A couple of names had been flown in public space but it was gathered that the push would be more coordinated and robust in days ahead, with some voices being recruited to throw their weights behind the project.
A senior judicial source on Friday said that coming through such an end would be an exercise in futility because by the time the said lawyer, regardless of who he is, comes face to face with other nominated justices of the court, he would always fall short of the requirements.
“They are all jokers. Was it not the same thing that happened when senior lawyers were nominated by NBA (Nigerian Bar Association) as justices of the Supreme Court. By the time both the SANs (names withheld) and the nominated justices of the Court of Appeal appeared before the FJSC and NJC, while justices were producing 30, 35 judgements, lawyers were producing 5. All the lawyers were beaten on points.
“Maybe that is why they are holding on to the names sent to them for appointment to the court (Supreme Court). They refused to send the names of justices who trounced their lawyers to the senate for confirmation. Let them bring their nominee again, he would be roundly defeated except they are saying there would be no screening.

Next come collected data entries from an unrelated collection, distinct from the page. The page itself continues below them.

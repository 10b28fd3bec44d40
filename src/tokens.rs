//! Deterministic token counting.
//!
//! Measures text length in the model's approximate token units without a
//! network tokenizer: each maximal run of non-whitespace characters is
//! split into pieces of at most [`CHARS_PER_TOKEN`] characters, and each
//! piece counts as one token. The same counter is used for chunk
//! budgeting, overlap extraction, and window splitting, so every invariant
//! stated in token units is internally consistent.
//!
//! Byte spans are tracked alongside counts so that "the last N tokens of
//! this text" is an exact substring operation, never a character estimate.

/// Approximate characters per token. Matches the ratio commonly produced
/// by BPE tokenizers on Latin-script prose.
pub const CHARS_PER_TOKEN: usize = 4;

/// Count tokens in `text`. Pure and deterministic.
pub fn count_tokens(text: &str) -> usize {
    let mut count = 0;
    let mut run_chars = 0;
    for ch in text.chars() {
        if ch.is_whitespace() {
            count += tokens_in_run(run_chars);
            run_chars = 0;
        } else {
            run_chars += 1;
        }
    }
    count + tokens_in_run(run_chars)
}

fn tokens_in_run(chars: usize) -> usize {
    chars.div_ceil(CHARS_PER_TOKEN)
}

/// Byte range of one token within the source text.
pub type TokenSpan = (usize, usize);

/// Compute the byte span of every token in `text`, in order.
pub fn token_spans(text: &str) -> Vec<TokenSpan> {
    let mut spans = Vec::new();
    let mut piece_start: Option<usize> = None;
    let mut piece_chars = 0;

    for (idx, ch) in text.char_indices() {
        if ch.is_whitespace() {
            if let Some(start) = piece_start.take() {
                spans.push((start, idx));
                piece_chars = 0;
            }
            continue;
        }
        let start = *piece_start.get_or_insert(idx);
        piece_chars += 1;
        if piece_chars == CHARS_PER_TOKEN {
            spans.push((start, idx + ch.len_utf8()));
            piece_start = None;
            piece_chars = 0;
        }
    }
    if let Some(start) = piece_start {
        spans.push((start, text.len()));
    }
    spans
}

/// The suffix of `text` containing its last `n` tokens (the whole text
/// when it holds `n` tokens or fewer). Used to build inter-chunk overlap
/// measured in tokens, not characters.
pub fn tail_tokens(text: &str, n: usize) -> &str {
    if n == 0 {
        return "";
    }
    let spans = token_spans(text);
    if spans.len() <= n {
        return text;
    }
    let start = spans[spans.len() - n].0;
    &text[start..]
}

#[cfg(test)]
mod tests {
    use super::*;

    #[test]
    fn test_empty_and_whitespace() {
        assert_eq!(count_tokens(""), 0);
        assert_eq!(count_tokens("   \n\t "), 0);
        assert!(token_spans("  \n").is_empty());
    }

    #[test]
    fn test_short_words_one_token_each() {
        assert_eq!(count_tokens("uno dos tres"), 3);
        assert_eq!(token_spans("uno dos tres").len(), 3);
    }

    #[test]
    fn test_long_run_splits_into_pieces() {
        // 10 chars -> ceil(10/4) = 3 tokens
        assert_eq!(count_tokens("abcdefghij"), 3);
        let spans = token_spans("abcdefghij");
        assert_eq!(spans, vec![(0, 4), (4, 8), (8, 10)]);
    }

    #[test]
    fn test_count_matches_spans() {
        let text = "Desembolso programado: 1.250.000 USD (CAF Realizado)\n\nSegundo párrafo.";
        assert_eq!(count_tokens(text), token_spans(text).len());
    }

    #[test]
    fn test_multibyte_boundaries() {
        let text = "ñandú über 日本語テキスト";
        let spans = token_spans(text);
        for (start, end) in &spans {
            // Spans must be valid UTF-8 slice boundaries
            let _ = &text[*start..*end];
        }
        assert_eq!(spans.len(), count_tokens(text));
    }

    #[test]
    fn test_tail_tokens_exact() {
        let text = "a b c d e f";
        assert_eq!(tail_tokens(text, 2), "e f");
        assert_eq!(tail_tokens(text, 6), text);
        assert_eq!(tail_tokens(text, 100), text);
        assert_eq!(tail_tokens(text, 0), "");
    }

    #[test]
    fn test_deterministic() {
        let text = "Informe de auditoría 2024 — opinión sin salvedades.";
        assert_eq!(token_spans(text), token_spans(text));
        assert_eq!(count_tokens(text), count_tokens(text));
    }
}
use anyhow::{Context, Result};
use serde::Deserialize;
use std::path::{Path, PathBuf};

#[derive(Debug, Deserialize, Clone)]
pub struct Config {
    pub store: StoreConfig,
    pub chunking: ChunkingConfig,
    pub batch: BatchConfig,
}

/// Object store backend selection.
///
/// Exactly one backend is active: a local root directory, or an S3 bucket
/// when `[store.s3]` is present.
#[derive(Debug, Deserialize, Clone)]
pub struct StoreConfig {
    /// Root directory for the filesystem backend.
    #[serde(default)]
    pub root: Option<PathBuf>,
    #[serde(default)]
    pub s3: Option<S3StoreConfig>,
}

#[derive(Debug, Deserialize, Clone)]
pub struct S3StoreConfig {
    pub bucket: String,
    #[serde(default)]
    pub prefix: String,
    pub region: String,
    /// Custom endpoint for S3-compatible services (MinIO, LocalStack).
    #[serde(default)]
    pub endpoint_url: Option<String>,
}

#[derive(Debug, Deserialize, Clone)]
pub struct ChunkingConfig {
    pub max_tokens: usize,
    #[serde(default = "default_overlap")]
    pub overlap_tokens: usize,
}

fn default_overlap() -> usize {
    512
}

#[derive(Debug, Deserialize, Clone)]
pub struct BatchConfig {
    /// Base URL of the OpenAI-compatible service.
    pub endpoint: String,
    /// Model / deployment name placed in each request body.
    pub model: String,
    #[serde(default = "default_api_version")]
    pub api_version: String,
    #[serde(default = "default_max_completion_tokens")]
    pub max_completion_tokens: u32,
    #[serde(default = "default_temperature")]
    pub temperature: f64,
    /// Provider completion window in hours. Fixed per deployment, not
    /// per call.
    #[serde(default = "default_completion_window_hours")]
    pub completion_window_hours: u32,
    #[serde(default = "default_max_retries")]
    pub max_retries: u32,
    #[serde(default = "default_timeout_secs")]
    pub timeout_secs: u64,
}

fn default_api_version() -> String {
    "2025-04-01-preview".to_string()
}
fn default_max_completion_tokens() -> u32 {
    1000
}
fn default_temperature() -> f64 {
    0.3
}
fn default_completion_window_hours() -> u32 {
    24
}
fn default_max_retries() -> u32 {
    5
}
fn default_timeout_secs() -> u64 {
    60
}

impl BatchConfig {
    /// Completion window in the provider's string form (e.g. `"24h"`).
    pub fn completion_window(&self) -> String {
        format!("{}h", self.completion_window_hours)
    }
}

pub fn load_config(path: &Path) -> Result<Config> {
    let content = std::fs::read_to_string(path)
        .with_context(|| format!("Failed to read config file: {}", path.display()))?;

    let config: Config = toml::from_str(&content).with_context(|| "Failed to parse config file")?;

    // Validate chunking
    if config.chunking.max_tokens == 0 {
        anyhow::bail!("chunking.max_tokens must be > 0");
    }
    if config.chunking.overlap_tokens >= config.chunking.max_tokens {
        anyhow::bail!(
            "chunking.overlap_tokens ({}) must be strictly less than chunking.max_tokens ({})",
            config.chunking.overlap_tokens,
            config.chunking.max_tokens
        );
    }

    // Validate store backend selection
    match (&config.store.root, &config.store.s3) {
        (None, None) => anyhow::bail!("store requires either 'root' or an [store.s3] section"),
        (Some(_), Some(_)) => {
            anyhow::bail!("store.root and store.s3 are mutually exclusive")
        }
        _ => {}
    }

    // Validate batch settings
    if config.batch.endpoint.trim().is_empty() {
        anyhow::bail!("batch.endpoint must not be empty");
    }
    if config.batch.model.trim().is_empty() {
        anyhow::bail!("batch.model must not be empty");
    }
    if config.batch.completion_window_hours == 0 {
        anyhow::bail!("batch.completion_window_hours must be > 0");
    }
    if !(0.0..=2.0).contains(&config.batch.temperature) {
        anyhow::bail!("batch.temperature must be in [0.0, 2.0]");
    }

    Ok(config)
}

#[cfg(test)]
mod tests {
    use super::*;
    use std::io::Write;

    fn write_config(body: &str) -> tempfile::NamedTempFile {
        let mut f = tempfile::NamedTempFile::new().unwrap();
        f.write_all(body.as_bytes()).unwrap();
        f
    }

    const VALID: &str = r#"
[store]
root = "/tmp/docbatch-test"

[chunking]
max_tokens = 100000
overlap_tokens = 5000

[batch]
endpoint = "https://example.openai.azure.com"
model = "gpt-4o-2"
"#;

    #[test]
    fn test_valid_config_loads_with_defaults() {
        let f = write_config(VALID);
        let config = load_config(f.path()).unwrap();
        assert_eq!(config.chunking.max_tokens, 100000);
        assert_eq!(config.batch.completion_window(), "24h");
        assert_eq!(config.batch.max_completion_tokens, 1000);
        assert!((config.batch.temperature - 0.3).abs() < f64::EPSILON);
    }

    #[test]
    fn test_overlap_must_be_less_than_max() {
        let f = write_config(&VALID.replace("overlap_tokens = 5000", "overlap_tokens = 100000"));
        let err = load_config(f.path()).unwrap_err();
        assert!(err.to_string().contains("strictly less"));
    }

    #[test]
    fn test_store_backend_required() {
        let f = write_config(&VALID.replace("root = \"/tmp/docbatch-test\"", ""));
        assert!(load_config(f.path()).is_err());
    }
}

That is when we would know that they really mean business.”
The third and possibly most potent weapon being packaged against Onnoghen is the appointing authority being persuaded to sideline him, because one of those likely to be nominated alongside him got to the Court of Appeal before him, just like it happened between Dahiru Musdapher and Mariam Aloma-Mukhtar.

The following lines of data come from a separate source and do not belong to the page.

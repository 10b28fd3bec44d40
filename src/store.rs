//! Object store abstraction and filesystem backend.
//!
//! All pipeline state — extracted documents, chunks, batch inputs, job
//! metadata, reconciled results — lives in one logical store addressed by
//! `/`-separated keys. The [`ObjectStore`] trait is the seam between the
//! pipeline and the backend: a local directory for development and tests,
//! S3 in deployment ([`crate::store_s3`]).
//!
//! `put_if_absent` is the only conditional operation and must be atomic
//! in every backend; the submission guard and the processed marker both
//! depend on it.

use anyhow::{Context, Result};
use async_trait::async_trait;
use std::path::PathBuf;

/// Store layout. Keys are stable contracts: the poll tick reconstructs
/// all pending work by listing these prefixes, with no state elsewhere.
/// Documents, chunks, and results live under the owning project's
/// namespace; two projects never share a key.
pub mod keys {
    /// Batch job directories, one per submitted job. Job ids are
    /// provider-global, so this prefix is not project-scoped.
    pub const BATCH_PREFIX: &str = "batch/";

    /// Extraction output, one JSON document per source file.
    pub fn extracted(project: &str, document: &str) -> String {
        format!("{}/extracted/{}.json", project, document)
    }

    pub fn extracted_prefix(project: &str) -> String {
        format!("{}/extracted/", project)
    }

    /// Persisted chunk, zero-padded so lexicographic listing order is
    /// chunk order.
    pub fn chunk(project: &str, document: &str, index: usize) -> String {
        format!("{}/chunks/{}_chunk_{:03}.json", project, document, index)
    }

    pub fn chunk_prefix(project: &str, document: &str) -> String {
        format!("{}/chunks/{}_chunk_", project, document)
    }

    pub fn batch_input(job_id: &str) -> String {
        format!("batch/{}/requests.jsonl", job_id)
    }

    pub fn batch_info(job_id: &str) -> String {
        format!("batch/{}/info.json", job_id)
    }

    /// Submission guard. At most one non-terminal job exists for a
    /// project while its guard key does.
    pub fn pending_guard(project: &str) -> String {
        format!("batch/pending/{}.json", project)
    }

    pub fn category_results(project: &str, category: &str) -> String {
        format!("{}/results/{}.json", project, category)
    }

    pub fn processed_marker(project: &str, job_id: &str) -> String {
        format!("{}/results/batches/{}/processed.json", project, job_id)
    }
}

/// Backend-neutral object store.
#[async_trait]
pub trait ObjectStore: Send + Sync {
    /// Read an object. `None` when the key does not exist.
    async fn get(&self, key: &str) -> Result<Option<Vec<u8>>>;

    /// Write an object, replacing any existing content.
    async fn put(&self, key: &str, data: &[u8]) -> Result<()>;

    /// Write an object only if the key does not exist. Returns `true`
    /// when this call created the object, `false` when it already
    /// existed. Atomic with respect to concurrent callers.
    async fn put_if_absent(&self, key: &str, data: &[u8]) -> Result<bool>;

    /// List all keys under a prefix, sorted.
    async fn list(&self, prefix: &str) -> Result<Vec<String>>;

    async fn exists(&self, key: &str) -> Result<bool>;

    /// Delete an object. Deleting a missing key is not an error.
    async fn delete(&self, key: &str) -> Result<()>;
}

/// Filesystem-backed store rooted at a local directory. Keys map directly
/// to relative paths.
pub struct FsStore {
    root: PathBuf,
}

impl FsStore {
    pub fn new(root: impl Into<PathBuf>) -> Self {
        Self { root: root.into() }
    }

    fn path_for(&self, key: &str) -> PathBuf {
        self.root.join(key)
    }

    async fn ensure_parent(&self, key: &str) -> Result<()> {
        if let Some(parent) = self.path_for(key).parent() {
            tokio::fs::create_dir_all(parent)
                .await
                .with_context(|| format!("Failed to create directory for key '{}'", key))?;
        }
        Ok(())
    }
}

#[async_trait]
impl ObjectStore for FsStore {
    async fn get(&self, key: &str) -> Result<Option<Vec<u8>>> {
        match tokio::fs::read(self.path_for(key)).await {
            Ok(data) => Ok(Some(data)),
            Err(e) if e.kind() == std::io::ErrorKind::NotFound => Ok(None),
            Err(e) => Err(e).with_context(|| format!("Failed to read key '{}'", key)),
        }
    }

    async fn put(&self, key: &str, data: &[u8]) -> Result<()> {
        self.ensure_parent(key).await?;
        tokio::fs::write(self.path_for(key), data)
            .await
            .with_context(|| format!("Failed to write key '{}'", key))
    }

    async fn put_if_absent(&self, key: &str, data: &[u8]) -> Result<bool> {
        use tokio::io::AsyncWriteExt;

        self.ensure_parent(key).await?;
        // create_new is the atomicity primitive: exactly one concurrent
        // caller wins the create.
        match tokio::fs::OpenOptions::new()
            .write(true)
            .create_new(true)
            .open(self.path_for(key))
            .await
        {
            Ok(mut file) => {
                file.write_all(data)
                    .await
                    .with_context(|| format!("Failed to write key '{}'", key))?;
                Ok(true)
            }
            Err(e) if e.kind() == std::io::ErrorKind::AlreadyExists => Ok(false),
            Err(e) => Err(e).with_context(|| format!("Failed to create key '{}'", key)),
        }
    }

    async fn list(&self, prefix: &str) -> Result<Vec<String>> {
        let root = self.root.clone();
        let prefix = prefix.to_string();
        // walkdir is synchronous; the store roots are small metadata trees.
        let mut keys: Vec<String> = walkdir::WalkDir::new(&root)
            .into_iter()
            .filter_map(|entry| entry.ok())
            .filter(|entry| entry.file_type().is_file())
            .filter_map(|entry| {
                entry
                    .path()
                    .strip_prefix(&root)
                    .ok()
                    .map(|rel| rel.to_string_lossy().replace('\\', "/"))
            })
            .filter(|key| key.starts_with(&prefix))
            .collect();
        keys.sort();
        Ok(keys)
    }

    async fn exists(&self, key: &str) -> Result<bool> {
        Ok(tokio::fs::try_exists(self.path_for(key)).await?)
    }

    async fn delete(&self, key: &str) -> Result<()> {
        match tokio::fs::remove_file(self.path_for(key)).await {
            Ok(()) => Ok(()),
            Err(e) if e.kind() == std::io::ErrorKind::NotFound => Ok(()),
            Err(e) => Err(e).with_context(|| format!("Failed to delete key '{}'", key)),
        }
    }
}

#[cfg(test)]
mod tests {
    use super::*;

    #[tokio::test]
    async fn test_get_missing_returns_none() {
        let dir = tempfile::tempdir().unwrap();
        let store = FsStore::new(dir.path());
        assert!(store.get("missing.json").await.unwrap().is_none());
    }

    #[tokio::test]
    async fn test_put_get_round_trip() {
        let dir = tempfile::tempdir().unwrap();
        let store = FsStore::new(dir.path());
        store.put("a/b/c.json", b"{\"x\":1}").await.unwrap();
        assert_eq!(store.get("a/b/c.json").await.unwrap().unwrap(), b"{\"x\":1}");
        assert!(store.exists("a/b/c.json").await.unwrap());
    }

    #[tokio::test]
    async fn test_put_if_absent_only_first_wins() {
        let dir = tempfile::tempdir().unwrap();
        let store = FsStore::new(dir.path());
        assert!(store.put_if_absent("guard.json", b"first").await.unwrap());
        assert!(!store.put_if_absent("guard.json", b"second").await.unwrap());
        // Loser must not overwrite.
        assert_eq!(store.get("guard.json").await.unwrap().unwrap(), b"first");
    }

    #[tokio::test]
    async fn test_list_sorted_under_prefix() {
        let dir = tempfile::tempdir().unwrap();
        let store = FsStore::new(dir.path());
        store.put("chunks/doc_chunk_001.json", b"1").await.unwrap();
        store.put("chunks/doc_chunk_000.json", b"0").await.unwrap();
        store.put("extracted/doc.json", b"e").await.unwrap();
        let keys = store.list("chunks/").await.unwrap();
        assert_eq!(
            keys,
            vec!["chunks/doc_chunk_000.json", "chunks/doc_chunk_001.json"]
        );
    }

    #[tokio::test]
    async fn test_delete_is_idempotent() {
        let dir = tempfile::tempdir().unwrap();
        let store = FsStore::new(dir.path());
        store.put("x.json", b"x").await.unwrap();
        store.delete("x.json").await.unwrap();
        store.delete("x.json").await.unwrap();
        assert!(!store.exists("x.json").await.unwrap());
    }

    #[test]
    fn test_chunk_key_zero_padded() {
        assert_eq!(
            keys::chunk("CFA009660", "ROP-1", 7),
            "CFA009660/chunks/ROP-1_chunk_007.json"
        );
        assert_eq!(
            keys::chunk("CFA009660", "ROP-1", 123),
            "CFA009660/chunks/ROP-1_chunk_123.json"
        );
    }

    #[test]
    fn test_layout_keys_scoped_to_project() {
        for (a, b) in [
            (
                keys::extracted("CFA-A", "DOC-1"),
                keys::extracted("CFA-B", "DOC-1"),
            ),
            (
                keys::chunk("CFA-A", "DOC-1", 0),
                keys::chunk("CFA-B", "DOC-1", 0),
            ),
            (
                keys::category_results("CFA-A", "audit"),
                keys::category_results("CFA-B", "audit"),
            ),
            (
                keys::processed_marker("CFA-A", "job-1"),
                keys::processed_marker("CFA-B", "job-1"),
            ),
        ] {
            assert_ne!(a, b);
            assert!(a.starts_with("CFA-A/"));
        }
    }
}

Though Mukhtar got to the Court of Appeal ahead of Musdapher, the latter got to the apex court before her and became CJN before her.
Though the said targeted Northern justice of the apex court got to the Court of Appeal ahead of Onnoghen, the latter, however, got to the Supreme Court before him and he is senior to him in hierarchy.
As is the practice, the Federal Judicial Service Commission is expected to send Onnoghen’s name, alongside two others to the National Judicial Council,
for recommendation to the president as the appointing authority.
The CJN heads both bodies with Onnoghen being a statutory member of the NJC.
The president is at liberty to reject names sent to him or bypass the recommendation of the council.
There has been no precedent of any president so doing, though under Mukhtar, many state governors like Rotimi Amaechi of Rivers, Murtala Nyako of Adamawa, among others, rejected NJC’s nominations for Chief Judges of their states.